__Goal of the exercise__. Using the listing below, retype exactly the lines starting at the one with "end up with" and ending at the one with "was a conflict", and include both.

__Listed entries__.
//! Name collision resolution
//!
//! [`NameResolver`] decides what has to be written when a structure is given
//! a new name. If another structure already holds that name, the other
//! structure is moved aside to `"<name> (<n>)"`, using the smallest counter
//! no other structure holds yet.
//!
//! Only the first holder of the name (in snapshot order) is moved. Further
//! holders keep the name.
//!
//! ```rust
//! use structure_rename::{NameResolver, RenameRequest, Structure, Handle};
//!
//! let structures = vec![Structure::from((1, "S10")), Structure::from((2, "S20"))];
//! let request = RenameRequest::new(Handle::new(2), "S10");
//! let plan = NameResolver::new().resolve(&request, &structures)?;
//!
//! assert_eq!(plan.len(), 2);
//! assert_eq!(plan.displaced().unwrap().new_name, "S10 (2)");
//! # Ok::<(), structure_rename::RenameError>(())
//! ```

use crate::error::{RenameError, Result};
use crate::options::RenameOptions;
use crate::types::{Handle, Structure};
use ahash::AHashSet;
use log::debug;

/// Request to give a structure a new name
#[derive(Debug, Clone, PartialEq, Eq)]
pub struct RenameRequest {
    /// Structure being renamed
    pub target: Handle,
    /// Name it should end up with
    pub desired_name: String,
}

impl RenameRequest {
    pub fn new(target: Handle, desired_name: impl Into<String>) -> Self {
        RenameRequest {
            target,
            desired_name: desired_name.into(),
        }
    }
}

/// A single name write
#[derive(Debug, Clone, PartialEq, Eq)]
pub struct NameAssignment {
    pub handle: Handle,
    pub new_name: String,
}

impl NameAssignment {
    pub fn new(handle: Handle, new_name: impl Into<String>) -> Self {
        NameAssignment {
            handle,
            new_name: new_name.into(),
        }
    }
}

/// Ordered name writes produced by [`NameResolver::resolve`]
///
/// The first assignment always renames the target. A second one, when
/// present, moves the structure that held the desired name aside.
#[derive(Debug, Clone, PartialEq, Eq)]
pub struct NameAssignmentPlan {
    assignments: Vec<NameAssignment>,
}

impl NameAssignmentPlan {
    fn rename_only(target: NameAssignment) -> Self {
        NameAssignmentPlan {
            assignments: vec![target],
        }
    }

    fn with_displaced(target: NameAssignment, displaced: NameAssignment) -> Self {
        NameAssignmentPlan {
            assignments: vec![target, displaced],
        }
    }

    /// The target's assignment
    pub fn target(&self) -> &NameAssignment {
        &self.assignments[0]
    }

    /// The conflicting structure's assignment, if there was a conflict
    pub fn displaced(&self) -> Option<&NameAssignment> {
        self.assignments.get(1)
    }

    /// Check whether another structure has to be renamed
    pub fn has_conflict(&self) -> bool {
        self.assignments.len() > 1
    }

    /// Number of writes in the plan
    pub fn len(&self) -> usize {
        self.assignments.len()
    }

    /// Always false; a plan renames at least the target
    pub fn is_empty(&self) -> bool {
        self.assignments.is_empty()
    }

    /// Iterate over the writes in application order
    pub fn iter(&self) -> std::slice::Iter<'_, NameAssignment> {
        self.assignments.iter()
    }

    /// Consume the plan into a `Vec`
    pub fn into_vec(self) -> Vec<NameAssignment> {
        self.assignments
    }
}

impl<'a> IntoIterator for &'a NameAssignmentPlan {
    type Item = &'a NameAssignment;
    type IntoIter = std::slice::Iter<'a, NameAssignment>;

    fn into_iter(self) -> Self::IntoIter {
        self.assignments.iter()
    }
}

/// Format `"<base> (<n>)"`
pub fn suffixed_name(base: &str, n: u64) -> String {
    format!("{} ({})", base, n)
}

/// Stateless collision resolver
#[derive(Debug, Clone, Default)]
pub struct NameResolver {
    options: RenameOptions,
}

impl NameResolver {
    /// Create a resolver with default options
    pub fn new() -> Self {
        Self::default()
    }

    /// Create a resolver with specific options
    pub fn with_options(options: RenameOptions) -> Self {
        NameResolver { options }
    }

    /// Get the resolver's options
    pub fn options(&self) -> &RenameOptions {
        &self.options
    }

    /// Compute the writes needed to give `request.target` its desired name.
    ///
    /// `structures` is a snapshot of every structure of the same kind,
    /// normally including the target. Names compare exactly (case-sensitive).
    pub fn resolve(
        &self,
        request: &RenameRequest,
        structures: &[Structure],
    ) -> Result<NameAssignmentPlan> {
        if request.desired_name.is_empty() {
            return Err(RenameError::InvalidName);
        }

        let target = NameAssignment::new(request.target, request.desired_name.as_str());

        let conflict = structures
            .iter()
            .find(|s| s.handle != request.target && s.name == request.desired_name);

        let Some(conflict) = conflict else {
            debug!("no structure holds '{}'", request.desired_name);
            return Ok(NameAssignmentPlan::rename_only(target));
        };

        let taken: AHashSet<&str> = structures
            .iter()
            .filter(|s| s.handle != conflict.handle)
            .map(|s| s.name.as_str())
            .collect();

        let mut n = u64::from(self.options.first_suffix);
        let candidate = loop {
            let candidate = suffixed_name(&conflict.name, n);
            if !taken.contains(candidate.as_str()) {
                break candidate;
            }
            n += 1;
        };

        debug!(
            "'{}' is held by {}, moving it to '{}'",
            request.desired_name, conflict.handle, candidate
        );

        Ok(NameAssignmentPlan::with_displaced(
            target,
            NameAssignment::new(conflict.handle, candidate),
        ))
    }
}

--

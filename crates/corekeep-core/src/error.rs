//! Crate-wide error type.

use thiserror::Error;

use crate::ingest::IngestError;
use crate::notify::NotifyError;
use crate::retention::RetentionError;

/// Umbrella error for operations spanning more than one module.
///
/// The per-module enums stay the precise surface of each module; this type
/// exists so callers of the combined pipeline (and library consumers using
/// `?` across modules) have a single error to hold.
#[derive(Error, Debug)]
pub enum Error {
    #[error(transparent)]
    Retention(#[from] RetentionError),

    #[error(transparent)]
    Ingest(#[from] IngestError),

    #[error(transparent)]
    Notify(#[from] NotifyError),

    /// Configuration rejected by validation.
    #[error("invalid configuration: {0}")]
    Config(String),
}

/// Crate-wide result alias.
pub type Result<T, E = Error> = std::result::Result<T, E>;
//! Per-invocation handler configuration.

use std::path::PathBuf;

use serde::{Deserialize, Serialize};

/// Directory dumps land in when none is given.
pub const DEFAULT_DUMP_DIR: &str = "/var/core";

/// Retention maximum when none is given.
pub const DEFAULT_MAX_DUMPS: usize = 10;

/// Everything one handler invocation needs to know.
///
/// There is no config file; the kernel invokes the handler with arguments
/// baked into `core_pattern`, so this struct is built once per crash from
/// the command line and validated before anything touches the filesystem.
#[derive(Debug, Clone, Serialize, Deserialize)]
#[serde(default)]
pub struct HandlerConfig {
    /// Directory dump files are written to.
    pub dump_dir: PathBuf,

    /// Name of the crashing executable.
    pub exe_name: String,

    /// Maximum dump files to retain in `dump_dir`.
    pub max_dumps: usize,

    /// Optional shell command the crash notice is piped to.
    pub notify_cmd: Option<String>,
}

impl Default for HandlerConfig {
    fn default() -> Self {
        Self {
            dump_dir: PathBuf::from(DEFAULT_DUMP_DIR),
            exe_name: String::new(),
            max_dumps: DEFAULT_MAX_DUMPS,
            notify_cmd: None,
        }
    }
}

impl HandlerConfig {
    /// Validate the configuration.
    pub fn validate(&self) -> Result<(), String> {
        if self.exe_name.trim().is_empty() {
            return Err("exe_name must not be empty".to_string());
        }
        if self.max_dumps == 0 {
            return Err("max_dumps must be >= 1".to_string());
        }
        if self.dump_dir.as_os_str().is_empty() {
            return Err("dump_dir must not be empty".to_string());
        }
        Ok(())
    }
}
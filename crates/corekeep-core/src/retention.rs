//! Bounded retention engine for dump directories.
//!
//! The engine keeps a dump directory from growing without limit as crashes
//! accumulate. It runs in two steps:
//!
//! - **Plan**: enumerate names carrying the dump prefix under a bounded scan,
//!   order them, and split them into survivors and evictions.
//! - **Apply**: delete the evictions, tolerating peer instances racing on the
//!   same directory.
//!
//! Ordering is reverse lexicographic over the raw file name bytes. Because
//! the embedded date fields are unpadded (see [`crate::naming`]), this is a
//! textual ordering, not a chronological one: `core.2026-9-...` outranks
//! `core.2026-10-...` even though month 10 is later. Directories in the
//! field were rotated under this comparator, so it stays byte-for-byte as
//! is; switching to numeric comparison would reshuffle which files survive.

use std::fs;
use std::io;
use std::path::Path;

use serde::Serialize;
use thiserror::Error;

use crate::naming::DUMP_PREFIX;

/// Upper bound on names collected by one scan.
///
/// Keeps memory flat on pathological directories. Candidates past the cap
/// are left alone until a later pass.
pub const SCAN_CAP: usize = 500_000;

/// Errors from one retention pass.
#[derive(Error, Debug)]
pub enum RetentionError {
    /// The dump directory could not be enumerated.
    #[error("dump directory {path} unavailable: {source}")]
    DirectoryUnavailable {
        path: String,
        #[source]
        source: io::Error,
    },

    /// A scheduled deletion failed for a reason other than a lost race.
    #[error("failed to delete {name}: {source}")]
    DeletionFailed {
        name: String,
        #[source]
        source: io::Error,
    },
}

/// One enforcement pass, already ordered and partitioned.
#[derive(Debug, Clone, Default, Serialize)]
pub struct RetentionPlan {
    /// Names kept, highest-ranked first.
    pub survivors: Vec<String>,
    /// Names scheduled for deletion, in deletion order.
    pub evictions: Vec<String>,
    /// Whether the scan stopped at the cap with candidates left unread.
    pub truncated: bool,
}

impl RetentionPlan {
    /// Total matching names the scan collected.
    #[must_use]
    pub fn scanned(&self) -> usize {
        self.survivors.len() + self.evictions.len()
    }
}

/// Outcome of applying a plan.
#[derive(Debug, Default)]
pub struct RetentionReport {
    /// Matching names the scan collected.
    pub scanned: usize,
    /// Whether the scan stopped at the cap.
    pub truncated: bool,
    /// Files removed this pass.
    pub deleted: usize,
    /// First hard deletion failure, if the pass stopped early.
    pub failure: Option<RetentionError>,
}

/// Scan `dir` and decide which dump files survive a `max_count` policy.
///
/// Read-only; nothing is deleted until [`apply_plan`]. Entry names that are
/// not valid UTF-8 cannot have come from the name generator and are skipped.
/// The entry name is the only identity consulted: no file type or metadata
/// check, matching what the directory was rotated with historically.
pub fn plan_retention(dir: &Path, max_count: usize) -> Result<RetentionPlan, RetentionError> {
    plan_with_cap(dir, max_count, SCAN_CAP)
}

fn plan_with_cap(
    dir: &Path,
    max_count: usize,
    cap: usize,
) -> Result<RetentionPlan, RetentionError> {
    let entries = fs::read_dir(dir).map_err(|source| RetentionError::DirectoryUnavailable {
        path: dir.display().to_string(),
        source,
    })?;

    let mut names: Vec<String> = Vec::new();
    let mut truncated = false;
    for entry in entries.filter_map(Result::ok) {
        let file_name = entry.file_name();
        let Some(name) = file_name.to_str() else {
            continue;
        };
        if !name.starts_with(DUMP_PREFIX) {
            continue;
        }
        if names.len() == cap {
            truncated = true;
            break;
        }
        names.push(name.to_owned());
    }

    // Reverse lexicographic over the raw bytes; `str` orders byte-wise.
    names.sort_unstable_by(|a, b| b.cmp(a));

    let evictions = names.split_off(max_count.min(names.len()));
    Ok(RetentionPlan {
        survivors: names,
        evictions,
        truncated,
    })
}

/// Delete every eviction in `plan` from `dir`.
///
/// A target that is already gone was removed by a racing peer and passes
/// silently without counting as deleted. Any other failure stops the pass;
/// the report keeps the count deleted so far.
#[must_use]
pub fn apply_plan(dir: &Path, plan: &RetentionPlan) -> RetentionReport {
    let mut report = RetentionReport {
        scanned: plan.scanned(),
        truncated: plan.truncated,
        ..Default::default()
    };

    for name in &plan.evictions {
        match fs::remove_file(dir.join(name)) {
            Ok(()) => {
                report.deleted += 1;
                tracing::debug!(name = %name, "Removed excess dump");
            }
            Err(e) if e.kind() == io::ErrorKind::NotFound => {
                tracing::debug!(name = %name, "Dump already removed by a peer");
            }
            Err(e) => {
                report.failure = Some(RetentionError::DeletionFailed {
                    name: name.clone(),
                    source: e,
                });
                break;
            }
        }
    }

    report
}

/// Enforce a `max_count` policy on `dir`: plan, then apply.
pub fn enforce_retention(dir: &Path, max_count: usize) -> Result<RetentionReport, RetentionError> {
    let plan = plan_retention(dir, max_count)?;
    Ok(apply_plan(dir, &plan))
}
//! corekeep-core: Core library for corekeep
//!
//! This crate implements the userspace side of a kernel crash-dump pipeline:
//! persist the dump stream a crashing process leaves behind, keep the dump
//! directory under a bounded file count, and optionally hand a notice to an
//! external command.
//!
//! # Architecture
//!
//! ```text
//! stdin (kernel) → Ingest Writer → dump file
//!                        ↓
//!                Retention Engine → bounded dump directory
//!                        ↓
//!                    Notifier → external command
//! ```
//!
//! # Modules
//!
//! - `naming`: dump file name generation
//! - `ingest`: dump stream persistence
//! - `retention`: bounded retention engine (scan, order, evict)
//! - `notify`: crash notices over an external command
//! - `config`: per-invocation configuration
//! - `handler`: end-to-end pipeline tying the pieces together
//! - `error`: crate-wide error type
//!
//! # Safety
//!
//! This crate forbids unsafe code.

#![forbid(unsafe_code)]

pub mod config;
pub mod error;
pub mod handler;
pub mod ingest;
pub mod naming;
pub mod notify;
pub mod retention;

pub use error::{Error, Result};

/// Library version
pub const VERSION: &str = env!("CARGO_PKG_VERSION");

--

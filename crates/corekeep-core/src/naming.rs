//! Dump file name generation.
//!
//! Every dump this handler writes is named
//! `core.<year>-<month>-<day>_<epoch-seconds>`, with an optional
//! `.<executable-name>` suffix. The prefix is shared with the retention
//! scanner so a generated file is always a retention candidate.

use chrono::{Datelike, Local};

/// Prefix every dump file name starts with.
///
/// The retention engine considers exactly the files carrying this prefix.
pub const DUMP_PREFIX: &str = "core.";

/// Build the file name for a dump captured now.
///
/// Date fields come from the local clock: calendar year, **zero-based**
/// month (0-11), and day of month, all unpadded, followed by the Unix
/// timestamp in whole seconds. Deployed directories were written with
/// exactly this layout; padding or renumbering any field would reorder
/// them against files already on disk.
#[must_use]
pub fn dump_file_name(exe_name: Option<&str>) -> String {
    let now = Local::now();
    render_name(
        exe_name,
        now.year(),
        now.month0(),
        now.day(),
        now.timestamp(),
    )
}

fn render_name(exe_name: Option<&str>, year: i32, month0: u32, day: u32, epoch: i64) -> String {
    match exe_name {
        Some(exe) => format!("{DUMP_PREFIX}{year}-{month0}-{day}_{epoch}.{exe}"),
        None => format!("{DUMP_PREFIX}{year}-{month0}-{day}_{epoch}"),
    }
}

__Exercise answer__.
    /// Name it should end up with
    pub desired_name: String,
}

impl RenameRequest {
    pub fn new(target: Handle, desired_name: impl Into<String>) -> Self {
        RenameRequest {
            target,
            desired_name: desired_name.into(),
        }
    }
}

/// A single name write
#[derive(Debug, Clone, PartialEq, Eq)]
pub struct NameAssignment {
    pub handle: Handle,
    pub new_name: String,
}

impl NameAssignment {
    pub fn new(handle: Handle, new_name: impl Into<String>) -> Self {
        NameAssignment {
            handle,
            new_name: new_name.into(),
        }
    }
}

/// Ordered name writes produced by [`NameResolver::resolve`]
///
/// The first assignment always renames the target. A second one, when
/// present, moves the structure that held the desired name aside.
#[derive(Debug, Clone, PartialEq, Eq)]
pub struct NameAssignmentPlan {
    assignments: Vec<NameAssignment>,
}

impl NameAssignmentPlan {
    fn rename_only(target: NameAssignment) -> Self {
        NameAssignmentPlan {
            assignments: vec![target],
        }
    }

    fn with_displaced(target: NameAssignment, displaced: NameAssignment) -> Self {
        NameAssignmentPlan {
            assignments: vec![target, displaced],
        }
    }

    /// The target's assignment
    pub fn target(&self) -> &NameAssignment {
        &self.assignments[0]
    }

    /// The conflicting structure's assignment, if there was a conflict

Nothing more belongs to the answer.